We apply a multi-component extension of the Baxter sticky-sphere model to aqueous solutions of the eye lens proteins gamma-B crystallin and alpha crystallin. These mixtures show liquid-liquid phase separation influenced by gamma-B/gamma-B attraction, gamma-B/alpha size disparity and gamma-B/alpha attraction. We examine the dependence of the upper-consolute spinodal temperature surface on gamma-B/alpha attraction, previously found to influence stability. Gamma-B crystallin is modeled with a temperature-dependent stickiness parameter that reproduces both static light scattering and small-angle neutron scattering near its critical point.

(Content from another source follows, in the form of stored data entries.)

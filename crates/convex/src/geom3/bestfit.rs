//! Least-squares plane through a point set.
//!
//! The normal is the eigenvector of the smallest eigenvalue of the covariance
//! about the centroid (`nalgebra::SymmetricEigen`); the offset passes through
//! the centroid.

use nalgebra::{Matrix3, SymmetricEigen};

use super::types::{normalize_or_zero, HalfSpace, Vec3};

/// Best-fit plane and the largest absolute distance of any input point to it.
#[derive(Clone, Copy, Debug)]
pub struct PlaneFit {
    pub plane: HalfSpace,
    pub max_dist: f64,
}

impl PlaneFit {
    #[inline]
    pub fn fits(&self, max_err: f64) -> bool {
        self.max_dist <= max_err
    }
}

/// Fit a plane to `pts`. Returns `None` for an empty slice.
///
/// For collinear or coincident input the covariance has a repeated smallest
/// eigenvalue and the returned normal is one arbitrary member of the pencil.
pub fn best_fit_plane(pts: &[Vec3]) -> Option<PlaneFit> {
    if pts.is_empty() {
        return None;
    }
    let inv = 1.0 / pts.len() as f64;
    let centroid = pts.iter().fold(Vec3::zeros(), |acc, p| acc + p) * inv;
    let mut cov = Matrix3::zeros();
    for p in pts {
        let d = p - centroid;
        cov += d * d.transpose() * inv;
    }
    let eig = SymmetricEigen::new(cov);
    let mut k = 0;
    for i in 1..3 {
        if eig.eigenvalues[i] < eig.eigenvalues[k] {
            k = i;
        }
    }
    let n = normalize_or_zero(eig.eigenvectors.column(k).into_owned());
    let plane = HalfSpace::new(n, n.dot(&centroid));
    let max_dist = pts
        .iter()
        .map(|p| plane.distance(p).abs())
        .fold(0.0, f64::max);
    Some(PlaneFit { plane, max_dist })
}
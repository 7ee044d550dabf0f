use super::*;
use nalgebra::Vector3;
use std::collections::HashSet;
use std::io::Cursor;

fn equilateral() -> [Vec3; 3] {
    [
        Vec3::new(0.0, 0.0, 0.0),
        Vec3::new(1.0, 0.0, 0.0),
        Vec3::new(0.5, 0.0, 0.75f64.sqrt()),
    ]
}

fn prism() -> ConvexData {
    ConvexData::from_triangle(equilateral(), 0.2).unwrap()
}

fn is_closed(cd: &ConvexData) -> bool {
    let mut seen = HashSet::new();
    for f in &cd.faces {
        for e in f.edges() {
            if !seen.insert(e) {
                return false;
            }
        }
    }
    seen.iter().all(|(a, b)| seen.contains(&(*b, *a)))
}

fn edges_face_outward(cd: &ConvexData) -> bool {
    cd.faces.iter().all(|f| {
        let c = f.vids.iter().map(|v| cd.vertices[*v]).sum::<Vec3>() / f.len() as f64;
        f.edge_hs.iter().all(|h| h.inside(&c, 1e-9))
            && f.vids
                .iter()
                .all(|v| f.edge_hs.iter().all(|h| !h.outside(&cd.vertices[*v], 1e-9)))
    })
}

#[test]
fn triangle_prism_is_closed_and_convex() {
    let cd = prism();
    assert_eq!(cd.vertex_count(), 6);
    assert_eq!(cd.face_count(), 5);
    assert!(is_closed(&cd));
    assert!(edges_face_outward(&cd));
    for v in &cd.vertices {
        assert!(cd.contains(v, 1e-9));
    }
    let centroid = equilateral().iter().sum::<Vec3>() / 3.0;
    assert!(cd.contains(&centroid, 0.0));
    assert!(!cd.contains(&(centroid + Vec3::y() * 0.2), 1e-9));
    assert!((cd.faces[0].plane.n - Vec3::y()).norm() < 1e-12);
}

#[test]
fn thin_or_collinear_triangles_are_rejected() {
    assert!(ConvexData::from_triangle(equilateral(), 1e-5).is_err());
    let line = [Vec3::zeros(), Vec3::x(), Vec3::x() * 2.0];
    assert!(matches!(
        ConvexData::from_triangle(line, 0.2),
        Err(ConvexError::Degenerate { .. })
    ));
}

#[test]
fn acute_corners_get_bevels() {
    let cd = prism();
    // Triangle caps have three 60 degree corners; the bevel keeps the face.
    for f in &cd.faces[..2] {
        assert_eq!(f.extra_hs.len(), 3);
        for h in &f.extra_hs {
            assert!(f.vids.iter().all(|v| !h.outside(&cd.vertices[*v], 1e-9)));
            assert!(f.vids.iter().any(|v| h.on_plane(&cd.vertices[*v], 1e-9)));
        }
    }
}

#[test]
fn nearest_half_space_picks_edge_through_point() {
    let cd = prism();
    let top = &cd.faces[0];
    let (a, b) = (cd.vertices[top.vids[0]], cd.vertices[top.vids[1]]);
    let mid = (a + b) * 0.5;
    let hs = top.nearest_half_space(&mid).unwrap();
    assert!(hs.on_plane(&mid, 1e-9));
    assert!(CovFace::default().nearest_half_space(&mid).is_none());
}

#[test]
fn flags_toggle_independently() {
    let mut cd = prism();
    cd.set_bad_fit(true);
    cd.set_flag(SKIP_RAY_TRACE, true);
    assert!(cd.is_bad_fit());
    assert_eq!(cd.flags, BAD_FIT | SKIP_RAY_TRACE);
    cd.set_bad_fit(false);
    assert!(!cd.is_bad_fit());
    assert!(cd.has_flag(SKIP_RAY_TRACE));
    assert!(!cd.has_flag(BLOCK_NPC));
}

#[test]
fn aabb_is_padded() {
    assert!(ConvexData::new().aabb().is_none());
    let b = prism().aabb().unwrap();
    assert!((b.min - Vec3::new(-1e-4, -0.1 - 1e-4, -1e-4)).norm() < 1e-12);
    assert!((b.max.x - (1.0 + 1e-4)).abs() < 1e-12);
}

#[test]
fn validity_checks_coordinates() {
    let mut cd = prism();
    assert!(cd.is_valid());
    cd.add_vertex(Vec3::new(2e5, 0.0, 0.0));
    assert!(!cd.is_valid());
    let mut cd = prism();
    cd.vertices[0].x = f64::NAN;
    assert!(!cd.is_valid());
    let mut cd = prism();
    cd.faces[0].plane.n = Vec3::zeros();
    assert!(!cd.is_valid());
}

#[test]
fn neighbor_faces_share_edges() {
    let cd = prism();
    let (a, b) = cd.faces[0].edges().next().unwrap();
    let nb = cd.neighbor_face(0, a, b).unwrap();
    assert_ne!(nb, 0);
    assert!(cd.faces[nb].has_edge(b, a));
    assert_eq!(cd.neighbor_face(nb, a, b), Some(0));
    assert_eq!(cd.neighbor_face(0, 0, 1), Some(2));
    assert_eq!(cd.neighbor_face(0, 0, 5), None);
}

#[test]
fn support_queries() {
    let cd = prism();
    // Vertex 0 sits on the upward cap, vertex 1 on the downward one.
    assert!((cd.support_plane_normal_vertex(0) - Vec3::y()).norm() < 1e-12);
    assert_eq!(cd.support_plane_normal_vertex(1), Vec3::zeros());
    assert!((cd.support_plane_normal_edge(0, 2) - Vec3::y()).norm() < 1e-12);
    assert_eq!(cd.support_plane_normal_edge(1, 3), Vec3::zeros());

    assert_eq!(cd.support_index(&Vec3::x()), Some(2));
    assert_eq!(cd.support_point(&-Vec3::y()).map(|p| p.y), Some(-0.1));
    assert!(ConvexData::new().support_point(&Vec3::x()).is_none());
}

#[test]
fn transform_moves_planes_with_vertices() {
    let mut cd = prism();
    let sim = Similarity3::new(Vector3::new(3.0, -1.0, 2.0), Vector3::new(0.3, 1.1, -0.4), 2.5);
    let centroid = equilateral().iter().sum::<Vec3>() / 3.0;
    cd.transform(&sim);
    for f in &cd.faces {
        for v in &f.vids {
            assert!(f.plane.on_plane(&cd.vertices[*v], 1e-9));
        }
    }
    assert!(edges_face_outward(&cd));
    let moved = sim.transform_point(&Point3::from(centroid)).coords;
    assert!(cd.contains(&moved, 0.0));
}

#[test]
fn mirror_keeps_outward_orientation() {
    for m in [Mirror::X, Mirror::Y, Mirror::Z, Mirror::XY, Mirror::YZ, Mirror::XZ] {
        let mut cd = prism();
        cd.mirror(m);
        assert!(is_closed(&cd), "{m:?}");
        assert!(edges_face_outward(&cd), "{m:?}");
        for v in &cd.vertices {
            assert!(cd.contains(v, 1e-9), "{m:?}");
        }
        assert_eq!(cd.faces[0].extra_hs.len(), 3);
    }
}

#[test]
fn binary_form_reads_back() {
    let mut cd = prism();
    cd.set_flag(BLOCK_NPC, true);
    let mut buf = Vec::new();
    cd.write_to(&mut buf).unwrap();
    // flags + counts + 6 vertices + 5 planes + 18 ids
    assert_eq!(buf.len(), 4 * (1 + 1 + 18 + 1 + 5 * 5 + 18));

    let back = ConvexData::read_from(&mut Cursor::new(&buf)).unwrap();
    assert_eq!(back.flags, cd.flags);
    assert_eq!(back.face_count(), 5);
    for (a, b) in cd.vertices.iter().zip(&back.vertices) {
        assert!((a - b).norm() < 1e-6);
    }
    for (a, b) in cd.faces.iter().zip(&back.faces) {
        assert_eq!(a.vids, b.vids);
        assert_eq!(b.edge_hs.len(), b.vids.len());
        assert!((a.plane.n - b.plane.n).norm() < 1e-6);
        assert!((a.plane.d - b.plane.d).abs() < 1e-6);
    }
    assert_eq!(back.faces[0].extra_hs.len(), 3);
}

#[test]
fn truncated_or_corrupt_streams_fail() {
    let mut buf = Vec::new();
    prism().write_to(&mut buf).unwrap();
    let cut = &buf[..buf.len() - 2];
    assert!(matches!(
        ConvexData::read_from(&mut Cursor::new(cut)),
        Err(ConvexError::Io(_))
    ));

    let mut bad = Vec::new();
    bad.extend_from_slice(&0u32.to_le_bytes());
    bad.extend_from_slice(&1i32.to_le_bytes());
    for _ in 0..3 {
        bad.extend_from_slice(&0f32.to_le_bytes());
    }
    bad.extend_from_slice(&1i32.to_le_bytes());
    for c in [0f32, 1.0, 0.0, 0.0] {
        bad.extend_from_slice(&c.to_le_bytes());
    }
    bad.extend_from_slice(&3i32.to_le_bytes());
    for id in [0i32, 0, 5] {
        bad.extend_from_slice(&id.to_le_bytes());
    }
    assert!(matches!(
        ConvexData::read_from(&mut Cursor::new(&bad)),
        Err(ConvexError::Format { .. })
    ));

    let mut neg = 0u32.to_le_bytes().to_vec();
    neg.extend_from_slice(&(-4i32).to_le_bytes());
    assert!(matches!(
        ConvexData::read_from(&mut Cursor::new(&neg)),
        Err(ConvexError::Format { .. })
    ));
}

#[test]
fn oversized_header_without_payload_fails() {
    let mut buf = 0u32.to_le_bytes().to_vec();
    buf.extend_from_slice(&(1i32 << 24).to_le_bytes());
    assert!(matches!(
        ConvexData::read_from(&mut Cursor::new(&buf)),
        Err(ConvexError::Io(_))
    ));

    let mut buf = 0u32.to_le_bytes().to_vec();
    buf.extend_from_slice(&0i32.to_le_bytes());
    buf.extend_from_slice(&(1i32 << 24).to_le_bytes());
    assert!(matches!(
        ConvexData::read_from(&mut Cursor::new(&buf)),
        Err(ConvexError::Io(_))
    ));
}

#[test]
fn serde_json_keeps_faces() {
    let cd = prism();
    let s = serde_json::to_string(&cd).unwrap();
    let back: ConvexData = serde_json::from_str(&s).unwrap();
    assert_eq!(back, cd);
    // Edge planes carry offsets like 1.0 that must not come back one ulp off.
    let d: Vec<f64> = cd.faces.iter().flat_map(|f| f.edge_hs.iter().map(|h| h.d)).collect();
    let d_back: Vec<f64> = back.faces.iter().flat_map(|f| f.edge_hs.iter().map(|h| h.d)).collect();
    assert_eq!(d, d_back);
}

Alpha crystallin is modeled as a hard sphere. We find that the Barboy-Tenne model shows a non-monotonic dependence of the spinodal temperature surface on gamma-B/alpha attraction that is qualitatively consistent with recent molecular dynamics simulation results. Hard-sphere or very attractive gamma-B/alpha interactions lead to instability, and the spinodal surface shows a minimum in an intermediate range of gamma-B/alpha attraction strength. We examine the nature of the two types of instability.